Karanlığın Yüreği, Conrad’ın başyapıtı kabul edilen ve William Golding, George Orwell gibi yazarları etkilemiş bu roman hem dönemin değer yargılarını, hem de emperyalizmin meydana getirdiği tahribatı resmediyor.
Karanlığın Yüreği
Yazar: Joseph Conrad
Çevirmen: Sinan Fişek
Yayınevi: İletişim Yayıncılık
Sayfa Sayısı: 254
Modern edebiyat için muazzam bir dönemeci temsil eden Karanlığın Yüreği, “medeniyet”i bir arada tutan ipliğin aslında ne kadar ince olduğunu gözler önüne seriyor. Joseph Conrad’ın 19. yüzyılın son yılında yazdığı Karanlığın Yüreği, tarihin en kanlı asırlarından bir tanesine damgasını vuran savaşlar, gelişen teknolojinin açtığı uçurumlar, modernliğin allak bullak ettiği toplumlar gibi konulara bir uvertür niteliği taşıyor.

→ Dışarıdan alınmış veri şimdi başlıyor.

//! Error types emitted by the prefscore CLI.
//!
//! Keep this error type reasonably small, as many CLI helpers return
//! `Result<_, CliError>` and the workspace enables `clippy::result_large_err`.

use camino::Utf8PathBuf;
use prefscore_scorer::ScoringError;
use thiserror::Error;

/// Process exit code for a successful run.
pub const EXIT_SUCCESS: u8 = 0;
/// Exit code for usage errors, unreadable input, and failed writes.
pub const EXIT_FAILURE: u8 = 1;
/// Exit code when the input table has no data rows.
pub const EXIT_EMPTY_DATASET: u8 = 2;
/// Exit code when no row carries a weak label.
pub const EXIT_NO_TRAINING_DATA: u8 = 3;

/// Errors emitted by the prefscore CLI.
#[derive(Debug, Error)]
pub enum CliError {
    /// Provided arguments failed Clap validation.
    #[error(transparent)]
    ArgumentParsing(#[from] clap::Error),
    /// A required positional argument was not supplied.
    #[error("missing {field} (usage: prefscore <input> <output>)")]
    MissingArgument {
        /// Name of the missing argument.
        field: &'static str,
    },
    /// A referenced input path does not exist on disk.
    #[error("{field} path {path:?} does not exist")]
    MissingSourceFile {
        /// Argument naming the path.
        field: &'static str,
        /// Path as supplied.
        path: Utf8PathBuf,
    },
    /// A referenced input path exists but is not a file.
    #[error("{field} path {path:?} exists but is not a file")]
    SourcePathNotFile {
        /// Argument naming the path.
        field: &'static str,
        /// Path as supplied.
        path: Utf8PathBuf,
    },
    /// A referenced input path could not be inspected due to an IO error.
    #[error("failed to inspect {field} path {path:?}: {source}")]
    InspectSourcePath {
        /// Argument naming the path.
        field: &'static str,
        /// Path as supplied.
        path: Utf8PathBuf,
        /// Underlying error.
        #[source]
        source: std::io::Error,
    },
    /// The input table could not be opened or parsed.
    #[error("failed to read table {path:?}: {source}")]
    ReadTable {
        /// Path as supplied.
        path: Utf8PathBuf,
        /// Underlying error.
        #[source]
        source: csv::Error,
    },
    /// A data row has more fields than the header.
    #[error("row on line {line} of {path:?} has {found} fields; the header has {expected}")]
    RaggedRow {
        /// Path as supplied.
        path: Utf8PathBuf,
        /// One-based line number of the row.
        line: u64,
        /// Fields in the header.
        expected: usize,
        /// Fields in the row.
        found: usize,
    },
    /// Writing the scored table failed; no output was left behind.
    #[error("failed to write table {path:?}: {source}")]
    WriteTable {
        /// Path as supplied.
        path: Utf8PathBuf,
        /// Underlying error.
        #[source]
        source: csv::Error,
    },
    /// The scoring pipeline rejected the dataset.
    #[error(transparent)]
    Scoring(#[from] ScoringError),
}

impl CliError {
    /// Process exit code reported for this error.
    ///
    /// Usage and I/O failures exit with [`EXIT_FAILURE`]; the two dataset
    /// preconditions have codes of their own.
    #[must_use]
    pub const fn exit_code(&self) -> u8 {
        match self {
            Self::Scoring(ScoringError::EmptyDataset) => EXIT_EMPTY_DATASET,
            Self::Scoring(ScoringError::NoTrainingData { .. }) => EXIT_NO_TRAINING_DATA,
            _ => EXIT_FAILURE,
        }
    }
}
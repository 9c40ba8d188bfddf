//! Command-line interface for scoring a table of items from weak labels.
//!
//! `prefscore <input> <output>` reads a CSV table, derives weak labels from
//! the first column, fits a text model on the feature column, and writes the
//! table back out with `weak_label` and `predicted_score` appended.
#![forbid(unsafe_code)]

use std::ffi::OsString;

use camino::{Utf8Path, Utf8PathBuf};
use clap::Parser;
use log::{debug, info};
use prefscore_core::ScorerConfig;
use prefscore_scorer::ScoringPipeline;

mod error;
mod table;

pub use error::{
    CliError, EXIT_EMPTY_DATASET, EXIT_FAILURE, EXIT_NO_TRAINING_DATA, EXIT_SUCCESS,
};

use table::Table;

const ARG_INPUT: &str = "input";
const ARG_OUTPUT: &str = "output";
const ARG_FOLDER_SCORE: &str = "folder-score";

/// Run the CLI with the current process arguments.
///
/// # Errors
/// See [`run_from`].
pub fn run() -> Result<ScoreSummary, CliError> {
    run_from(std::env::args_os())
}

/// Run the CLI with an explicit argument vector, program name first.
///
/// # Errors
/// Returns [`CliError`] for usage errors, unreadable input, scoring
/// failures, and failed writes. [`CliError::exit_code`] gives the matching
/// process exit code.
pub fn run_from<I, T>(args: I) -> Result<ScoreSummary, CliError>
where
    I: IntoIterator<Item = T>,
    T: Into<OsString> + Clone,
{
    let cli = ScoreArgs::try_parse_from(args)?;
    let config = ScoreConfig::try_from(cli)?;
    config.validate_sources()?;
    run_score(&config)
}

/// Outcome of a successful run, reported by the binary.
#[derive(Debug, Clone, PartialEq, Eq)]
pub struct ScoreSummary {
    /// Where the scored table was written.
    pub output: Utf8PathBuf,
    /// Number of data rows scored.
    pub rows: usize,
    /// Number of rows that carried a weak label.
    pub training_rows: usize,
    /// Number of distinct terms in the fitted vocabulary.
    pub vocabulary_size: usize,
}

/// CLI arguments for a scoring run.
#[derive(Debug, Clone, Default, Parser)]
#[command(
    name = "prefscore",
    about = "Score every row of a table from the few rows that carry weak labels",
    long_about = "Read a CSV table, derive weak labels from the identifier \
                  in the first column, fit a TF-IDF ridge model on the \
                  feature text in the twelfth (or last) column, and write \
                  the table back out with weak_label and predicted_score \
                  columns appended.",
    version
)]
struct ScoreArgs {
    /// CSV table to score.
    #[arg(value_name = "input")]
    input: Option<Utf8PathBuf>,
    /// Destination for the scored table; replaced atomically.
    #[arg(value_name = "output")]
    output: Option<Utf8PathBuf>,
    /// Also append a folder_match_score column.
    #[arg(long = ARG_FOLDER_SCORE)]
    folder_score: bool,
}

/// Resolved configuration for a scoring run.
#[derive(Debug, Clone, PartialEq, Eq)]
struct ScoreConfig {
    input: Utf8PathBuf,
    output: Utf8PathBuf,
    folder_score: bool,
}

impl ScoreConfig {
    fn validate_sources(&self) -> Result<(), CliError> {
        Self::require_existing(&self.input, ARG_INPUT)
    }

    fn require_existing(path: &Utf8Path, field: &'static str) -> Result<(), CliError> {
        match prefscore_fs::file_is_file(path) {
            Ok(true) => Ok(()),
            Ok(false) => Err(CliError::SourcePathNotFile {
                field,
                path: path.to_path_buf(),
            }),
            Err(source) if source.kind() == std::io::ErrorKind::NotFound => {
                Err(CliError::MissingSourceFile {
                    field,
                    path: path.to_path_buf(),
                })
            }
            Err(source) => Err(CliError::InspectSourcePath {
                field,
                path: path.to_path_buf(),
                source,
            }),
        }
    }
}

impl TryFrom<ScoreArgs> for ScoreConfig {
    type Error = CliError;

    fn try_from(args: ScoreArgs) -> Result<Self, Self::Error> {
        let input = args
            .input
            .ok_or(CliError::MissingArgument { field: ARG_INPUT })?;
        let output = args
            .output
            .ok_or(CliError::MissingArgument { field: ARG_OUTPUT })?;
        Ok(Self {
            input,
            output,
            folder_score: args.folder_score,
        })
    }
}

fn run_score(config: &ScoreConfig) -> Result<ScoreSummary, CliError> {
    let table = Table::read(&config.input)?;
    debug!(
        "read {} rows with {} columns from {}",
        table.len(),
        table.headers().len(),
        config.input
    );

    let pipeline = ScoringPipeline::new(&ScorerConfig::default())?;
    let report = pipeline.run(table.items())?;
    table.persist_scored(&config.output, &report, config.folder_score)?;
    info!(
        "scored {} rows ({} labelled, {} terms) into {}",
        report.items.len(),
        report.training_rows,
        report.vocabulary_size,
        config.output
    );

    Ok(ScoreSummary {
        output: config.output.clone(),
        rows: report.items.len(),
        training_rows: report.training_rows,
        vocabulary_size: report.vocabulary_size,
    })
}

#[cfg(test)]
mod tests;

Gizemli Kurtz’u bulmak için görevli oldukları ticaret şirketinin Belçika Kongosu’ndaki şubelerine yolculuk eden Marlow, karanlığın çöktüğü bu coğrafyada ummadığı dehşetlerle karşılaşır. Marlow, Kurtz’a doğru ilerlerken, medeniyete ve kendisine olan güveninin parçalandığını da fark eder.
Conrad’ın başyapıtı kabul edilen ve William Golding, George Orwell gibi yazarları etkilemiş bu roman hem dönemin değer yargılarını, hem de emperyalizmin meydana getirdiği tahribatı resmediyor.
“Karanlığın Yüreği, Afrika’yı bir sembolik imge olarak Avrupalıların zihnine nakşetmiştir.”
Graham Greene
Kadın Yok Savaşın Yüzünde
Yazar: Svetlana Aleksiyeviç
Çevirmen: Günay Çetao Kızılırmak
Yayınevi: Kafka Kitap
Sayfa Sayısı: 404
2015 Nobel Edebiyat Ödülü’nün sahibi Svetlana Aleksiyeviç’in ilk eseri ve kurduğu türün ilk örneği sayılan Kadın Yok Savaşın Yüzünde, II. Dünya Savaşı’nın kadınlar ‘cephesinde’ nasıl yaşandığını belgeleyen çok güçlü bir sözlü tarih çalışması… İsveç Akademisi, Svetlana Aleksiyeviç’e Nobel Ödülü verdiğinde yazarın “yeni bir edebi tür” yarattığını belirtmiş, eserlerini de “duyguların ve ruhun bir tarihi” sözcükleriyle betimlemişti.
Aleksiyeviç uzun bireysel monologları farklı seslerin duyulduğu bir kolaja dönüştüren özgün dokümanter tarzıyla, kendilerine nadiren konuşma fırsatı verilen, yaşantıları da çoğu zaman ülkenin resmi tarihine karışarak yitip giden sokaktaki insanların hikâyelerini kayıt altına alıyor.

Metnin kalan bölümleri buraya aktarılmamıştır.